How is Technology and COVID-19 Impacting the Healthcare Revenue Cycle?


By Dale E. Hocking, CPA, VP & CFO, Jupiter Health, Inc

I have been a CFO in healthcare for 30 years, I’ve seen a lot of revenue cycle issues that are new and a lot that are recurring and never seem to get fully resolved. Healthcare is changing so fast that keeping up is critical and technology can make a significant difference.

Let’s start at the front-end, scheduling a patient. Technology is available that allows patients and physicians to schedule procedures without any assistance from hospital staff. This technology can be a simple as downloading an app on your phone and using it to schedule tests and or procedures. This saves a lot of labor time for the healthcare system and increases patient and physician satisfaction. Not all hospitals have this capability. Many front-end systems don’t interface with each other very well. There are ways to have these systems “talk” to each other.

Hire appropriate leaders, set up the proper structure, provide the necessary technology, and ensure the team members are well trained.

Health systems continue to have challenges with denials. No matter how good a health system is with preventing and overturning denials, the payors will continue to find new ways to deny or recoup payments that have been earned by the providers. Many providers continue to purchase expensive denial management systems to track and trend denials. Some systems have incredible metrics and graphics that help you determine the root cause of these denials and underpayments. I have found that others don’t do a very good job in determining whether a denial really exists. Providers also deal with disparate systems. Many patient accounting and denial systems don’t talk to each other. 

Over 20 years ago, Providers wrote scripts and keystroke emulation to trick computers to think a person was sitting at a keyboard. Today they call it Robotic Process Automation (RPA) and companies charge a lot of money for RPA to interface systems. RPA has been around for quite a long time under other names. Fully integrated systems were difficult to come by years ago, but now are available. However, RPA may help the Providers that can’t afford to replace systems. 

There are newer technologies that are becoming more available. Artificial Intelligence (AI) is one of them. Most providers are not yet taking advantage of what AI can do. For those providers that embrace AI, this technology can learn and improve processes. Bi-directional interfaces are also more common now. These systems and tools make it possible to have high-performing revenue cycles.  

There are so many other issues to deal with in the revenue cycle, such as upfront collections, payor contracting, and medical necessity, that I have not even mentioned. Each is important and needs attention.

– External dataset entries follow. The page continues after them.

use std::f64::consts::{FRAC_PI_2, PI};
use std::fs;
use std::path::{Path, PathBuf};

use gtk4::gdk;
use gtk4::gdk::prelude::GdkCairoContextExt;
use gtk4::gdk_pixbuf::{InterpType, Pixbuf};
use gtk4::glib;
use gtk4::prelude::*;
use serde::Deserialize;
use tracing::{debug, info};

use crate::error::AssetError;
use crate::game::board::{PAIR_COUNT, TileValue};

pub const MANIFEST_FILE_NAME: &str = "manifest.json";
const IMAGE_EXTENSIONS: [&str; 3] = ["jpg", "jpeg", "png"];

#[cfg(target_endian = "little")]
const CAIRO_ARGB32_FORMAT: gdk::MemoryFormat = gdk::MemoryFormat::B8g8r8a8Premultiplied;
#[cfg(target_endian = "big")]
const CAIRO_ARGB32_FORMAT: gdk::MemoryFormat = gdk::MemoryFormat::A8r8g8b8Premultiplied;

pub fn is_image_file_name(name: &str) -> bool {
    Path::new(name)
        .extension()
        .and_then(|ext| ext.to_str())
        .is_some_and(|ext| {
            IMAGE_EXTENSIONS
                .iter()
                .any(|known| ext.eq_ignore_ascii_case(known))
        })
}

#[derive(Deserialize)]
struct ManifestFile {
    back: Option<String>,
    faces: Vec<String>,
}

/// Which file backs each face value, plus the face-down art.
#[derive(Clone, Debug, PartialEq, Eq)]
pub struct AssetManifest {
    pub back: PathBuf,
    pub faces: Vec<PathBuf>,
}

impl AssetManifest {
    /// A `manifest.json` in `dir` is authoritative; without one the folder is
    /// listed, sorted by name, and the first twelve images are used.
    pub fn discover(dir: &Path, back_name: &str) -> Result<Self, AssetError> {
        if !dir.is_dir() {
            return Err(AssetError::MissingDirectory(dir.to_path_buf()));
        }

        let manifest_path = dir.join(MANIFEST_FILE_NAME);
        let manifest = if manifest_path.is_file() {
            Self::from_manifest_file(dir, &manifest_path, back_name)?
        } else {
            Self::from_listing(dir, back_name)?
        };

        if !manifest.back.is_file() {
            return Err(AssetError::MissingBackImage(manifest.back));
        }
        info!(
            dir = %dir.display(),
            faces = manifest.faces.len(),
            "card images resolved"
        );
        Ok(manifest)
    }

    fn from_listing(dir: &Path, back_name: &str) -> Result<Self, AssetError> {
        let entries = fs::read_dir(dir).map_err(|source| AssetError::Io {
            path: dir.to_path_buf(),
            source,
        })?;

        let mut names: Vec<String> = entries
            .filter_map(Result::ok)
            .filter(|entry| entry.path().is_file())
            .filter_map(|entry| entry.file_name().into_string().ok())
            .filter(|name| is_image_file_name(name) && name != back_name)
            .collect();
        names.sort();

        if names.len() < PAIR_COUNT {
            return Err(AssetError::NotEnoughImages {
                found: names.len(),
                required: PAIR_COUNT,
            });
        }
        if names.len() > PAIR_COUNT {
            debug!(
                skipped = names.len() - PAIR_COUNT,
                "more images than pairs, using the first ones by name"
            );
        }

        Ok(AssetManifest {
            back: dir.join(back_name),
            faces: names
                .into_iter()
                .take(PAIR_COUNT)
                .map(|name| dir.join(name))
                .collect(),
        })
    }

    fn from_manifest_file(dir: &Path, path: &Path, back_name: &str) -> Result<Self, AssetError> {
        let raw = fs::read_to_string(path).map_err(|source| AssetError::Io {
            path: path.to_path_buf(),
            source,
        })?;
        let file: ManifestFile = serde_json::from_str(&raw).map_err(|err| AssetError::Manifest {
            path: path.to_path_buf(),
            reason: err.to_string(),
        })?;

        if file.faces.len() < PAIR_COUNT {
            return Err(AssetError::NotEnoughImages {
                found: file.faces.len(),
                required: PAIR_COUNT,
            });
        }

        let mut faces: Vec<PathBuf> = Vec::with_capacity(file.faces.len());
        for name in &file.faces {
            let face = dir.join(name);
            if !face.is_file() {
                return Err(AssetError::Manifest {
                    path: path.to_path_buf(),
                    reason: format!("listed image {} does not exist", face.display()),
                });
            }
            if faces.contains(&face) {
                return Err(AssetError::Manifest {
                    path: path.to_path_buf(),
                    reason: format!("image {} is listed twice", face.display()),
                });
            }
            faces.push(face);
        }
        faces.truncate(PAIR_COUNT);

        Ok(AssetManifest {
            back: dir.join(file.back.as_deref().unwrap_or(back_name)),
            faces,
        })
    }
}

/// Decoded, resized and rounded textures, ready to hand to widgets.
#[derive(Clone, Debug)]
pub struct CardArt {
    faces: Vec<gdk::Texture>,
    back: gdk::Texture,
    size: i32,
}

impl CardArt {
    pub fn load(
        manifest: &AssetManifest,
        size: i32,
        corner_radius: i32,
    ) -> Result<Self, AssetError> {
        let back = load_card_texture(&manifest.back, size, corner_radius)?;
        let faces = manifest
            .faces
            .iter()
            .map(|path| load_card_texture(path, size, corner_radius))
            .collect::<Result<Vec<_>, _>>()?;
        Ok(CardArt { faces, back, size })
    }

    pub fn face(&self, value: TileValue) -> &gdk::Texture {
        self.faces.get(value as usize).unwrap_or(&self.back)
    }

    pub fn back(&self) -> &gdk::Texture {
        &self.back
    }

    pub fn size(&self) -> i32 {
        self.size
    }
}

fn load_card_texture(
    path: &Path,
    size: i32,
    corner_radius: i32,
) -> Result<gdk::Texture, AssetError> {
    let source = Pixbuf::from_file(path).map_err(|source| AssetError::Decode {
        path: path.to_path_buf(),
        source,
    })?;
    let scaled = source
        .scale_simple(size, size, InterpType::Hyper)
        .ok_or_else(|| AssetError::Render {
            path: path.to_path_buf(),
            reason: "out of memory while resizing".to_string(),
        })?;
    round_corners(&scaled, corner_radius).map_err(|reason| AssetError::Render {
        path: path.to_path_buf(),
        reason,
    })
}

fn rounded_rect_path(cr: &cairo::Context, width: f64, height: f64, radius: f64) {
    let r = radius.min(width / 2.0).min(height / 2.0).max(0.0);
    cr.new_sub_path();
    cr.arc(width - r, r, r, -FRAC_PI_2, 0.0);
    cr.arc(width - r, height - r, r, 0.0, FRAC_PI_2);
    cr.arc(r, height - r, r, FRAC_PI_2, PI);
    cr.arc(r, r, r, PI, 3.0 * FRAC_PI_2);
    cr.close_path();
}

/// Paints the pixbuf through a rounded-rectangle mask; everything outside the
/// corners ends up fully transparent.
fn round_corners(pixbuf: &Pixbuf, radius: i32) -> Result<gdk::Texture, String> {
    let width = pixbuf.width();
    let height = pixbuf.height();
    let mut surface = cairo::ImageSurface::create(cairo::Format::ARgb32, width, height)
        .map_err(|err| err.to_string())?;
    {
        let cr = cairo::Context::new(&surface).map_err(|err| err.to_string())?;
        cr.set_antialias(cairo::Antialias::Best);
        rounded_rect_path(&cr, width as f64, height as f64, radius as f64);
        cr.clip();
        cr.set_source_pixbuf(pixbuf, 0.0, 0.0);
        cr.paint().map_err(|err| err.to_string())?;
    }
    surface.flush();

    let stride = surface.stride() as usize;
    let data = surface.data().map_err(|err| err.to_string())?;
    let bytes = glib::Bytes::from(&*data);
    let texture = gdk::MemoryTexture::new(width, height, CAIRO_ARGB32_FORMAT, &bytes, stride);
    Ok(texture.upcast())
}

#[cfg(test)]
mod tests {
    use super::*;
    use gtk4::gdk_pixbuf::Colorspace;
    use temp_dir::TempDir;

    fn write_png(dir: &Path, name: &str, rgba: u32) -> PathBuf {
        let path = dir.join(name);
        let pixbuf = Pixbuf::new(Colorspace::Rgb, false, 8, 40, 30).unwrap();
        pixbuf.fill(rgba);
        pixbuf.savev(&path, "png", &[]).unwrap();
        path
    }

    fn alpha_at(texture: &gdk::Texture, x: usize, y: usize) -> u8 {
        let width = texture.width() as usize;
        let height = texture.height() as usize;
        let stride = width * 4;
        let mut data = vec![0u8; stride * height];
        texture.download(&mut data, stride);
        let offset = y * stride + x * 4;
        let pixel = u32::from_ne_bytes([
            data[offset],
            data[offset + 1],
            data[offset + 2],
            data[offset + 3],
        ]);
        (pixel >> 24) as u8
    }

    #[test]
    fn card_texture_is_square_with_transparent_corners() {
        let dir = TempDir::new().unwrap();
        let path = write_png(dir.path(), "red.png", 0xff0000ff);

        let texture = load_card_texture(&path, 64, 16).unwrap();
        assert_eq!(texture.width(), 64);
        assert_eq!(texture.height(), 64);
        assert_eq!(alpha_at(&texture, 0, 0), 0);
        assert_eq!(alpha_at(&texture, 63, 63), 0);
        assert_eq!(alpha_at(&texture, 32, 32), 255);
        assert_eq!(alpha_at(&texture, 32, 0), 255);
    }

    #[test]
    fn zero_radius_keeps_square_corners() {
        let dir = TempDir::new().unwrap();
        let path = write_png(dir.path(), "blue.png", 0x0000ffff);

        let texture = load_card_texture(&path, 48, 0).unwrap();
        assert_eq!(alpha_at(&texture, 0, 0), 255);
    }

    #[test]
    fn undecodable_image_is_a_decode_error() {
        let dir = TempDir::new().unwrap();
        let path = dir.path().join("broken.png");
        fs::write(&path, b"definitely not a png").unwrap();

        let err = load_card_texture(&path, 64, 8).unwrap_err();
        assert!(matches!(
            err,
            AssetError::Decode { path: ref failed, .. } if *failed == path
        ));
    }

    #[test]
    fn card_art_loads_every_face_and_the_back() {
        let dir = TempDir::new().unwrap();
        let faces = (0..PAIR_COUNT)
            .map(|i| write_png(dir.path(), &format!("face{i:02}.png"), 0x00ff00ff))
            .collect();
        let back = write_png(dir.path(), "back.png", 0x202020ff);
        let manifest = AssetManifest { back, faces };

        let art = CardArt::load(&manifest, 56, 10).unwrap();
        assert_eq!(art.size(), 56);
        for value in 0..PAIR_COUNT as TileValue {
            assert_eq!(art.face(value).width(), 56);
        }
        assert_eq!(art.back().height(), 56);
    }

    #[test]
    fn card_art_stops_at_the_first_broken_face() {
        let dir = TempDir::new().unwrap();
        let mut faces: Vec<PathBuf> = (0..PAIR_COUNT - 1)
            .map(|i| write_png(dir.path(), &format!("face{i:02}.png"), 0x00ff00ff))
            .collect();
        let broken = dir.path().join("face11.png");
        fs::write(&broken, b"junk").unwrap();
        faces.push(broken);
        let back = write_png(dir.path(), "back.png", 0x202020ff);

        let err = CardArt::load(&AssetManifest { back, faces }, 56, 10).unwrap_err();
        assert!(matches!(err, AssetError::Decode { .. }));
    }

    #[test]
    fn image_extensions_are_case_insensitive() {
        assert!(is_image_file_name("cat.JPG"));
        assert!(is_image_file_name("dog.jpeg"));
        assert!(is_image_file_name("owl.Png"));
        assert!(!is_image_file_name("notes.txt"));
        assert!(!is_image_file_name("png"));
        assert!(!is_image_file_name("archive.png.zip"));
    }
}
use gettextrs::gettext;
use gtk4 as gtk;
use gtk4::prelude::*;

use crate::game::board::PAIR_COUNT;

fn pairs_text(pairs_found: u8) -> String {
    format!("{}: {}/{}", gettext("Pairs found"), pairs_found, PAIR_COUNT)
}

fn moves_text(moves: u32) -> String {
    format!("{}: {}", gettext("Moves"), moves)
}

/// The counters strip above the board.
#[derive(Clone)]
pub struct Hud {
    root: gtk::CenterBox,
    pairs_label: gtk::Label,
    moves_label: gtk::Label,
}

impl Hud {
    pub fn new() -> Self {
        let root = gtk::CenterBox::new();
        root.add_css_class("score-bar");

        let pairs_label = gtk::Label::builder()
            .label(pairs_text(0))
            .halign(gtk::Align::Start)
            .css_classes(vec!["score-label"])
            .build();
        let moves_label = gtk::Label::builder()
            .label(moves_text(0))
            .halign(gtk::Align::End)
            .css_classes(vec!["score-label"])
            .build();

        root.set_start_widget(Some(&pairs_label));
        root.set_end_widget(Some(&moves_label));

        Hud {
            root,
            pairs_label,
            moves_label,
        }
    }

    pub fn widget(&self) -> &gtk::CenterBox {
        &self.root
    }

    pub fn set_pairs(&self, pairs_found: u8) {
        self.pairs_label.set_text(&pairs_text(pairs_found));
    }

    pub fn set_moves(&self, moves: u32) {
        self.moves_label.set_text(&moves_text(moves));
    }
}

impl Default for Hud {
    fn default() -> Self {
        Self::new()
    }
}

COVID-19 has created turmoil in the healthcare industry, certainly more than ever before in my career. Staffing is extremely difficult and is very expensive due to higher wages, travelers, sign-on bonuses, and more. Social distancing at work has created even more issues since most organizations don’t have as much space as they need. Today, we need almost twice the space for the same number of people. The revenue cycle is not exempt from staffing shortages. 

Unvaccinated team members continue to isolate at home for a couple of weeks when they contract COVID-19 or are exposed to others that may have been infected. Government subsidies have made it increasingly difficult for Providers to hire entry-level staff. 

There is also the issue of team members preferring remote work, whether at home or the beach. Many organizations have worked on improving their culture for many years and they may be finding that their culture is eroding, and customer service is suffering. How do you instill a culture when your team members never interface with the others they work with, except over the phone, or through virtual meetings? 

COVID-19 also impacted collection activity. Some Providers stopped billing patients for their financial portion as a sense of community responsibility, and then at some point had to restart that process. Reimbursement also changed because of COVID-19. Medicare paid for uninsured patients with COVID-19 and also added an additional 20 percent payment for patients with COVID-19. Providers need to ensure that they receive these payments. Many expensive drugs provided to patients with COVID-19, like Remdesivir, are reimbursed by Medicare, in addition to the DRG or APC payment. However, the right “J” codes must be used appropriately. The Charge Description Master must have the appropriate codes, the coding teams need to ensure the codes are on the bill, and the collection teams must ensure these payments are received. The revenue integrity team also should have the responsibility to ensure the appropriate processes and procedures are in place to receive the appropriate revenue.

Let’s not forget about Clinical Documentation Improvement (CDI). There is a tremendous amount of revenue that may be left on the table if the clinical documentation in the medical record lacks proper wording. Technology has helped physicians answer queries from the CDI team more efficiently and timely. Now physicians can even respond to the queries on their cell phones. 

As you can see, there is a lot to do in the revenue cycle to ensure your organization is paid appropriately. Things continue to change, and I don’t think this will slow down. Hire appropriate leaders, set up the proper structure, provide the necessary technology, and ensure the team members are well trained. Don’t forget how vital it is to measure and monitor the results on an ongoing basis. With all that in place, you will help to ensure the financial viability of your organization.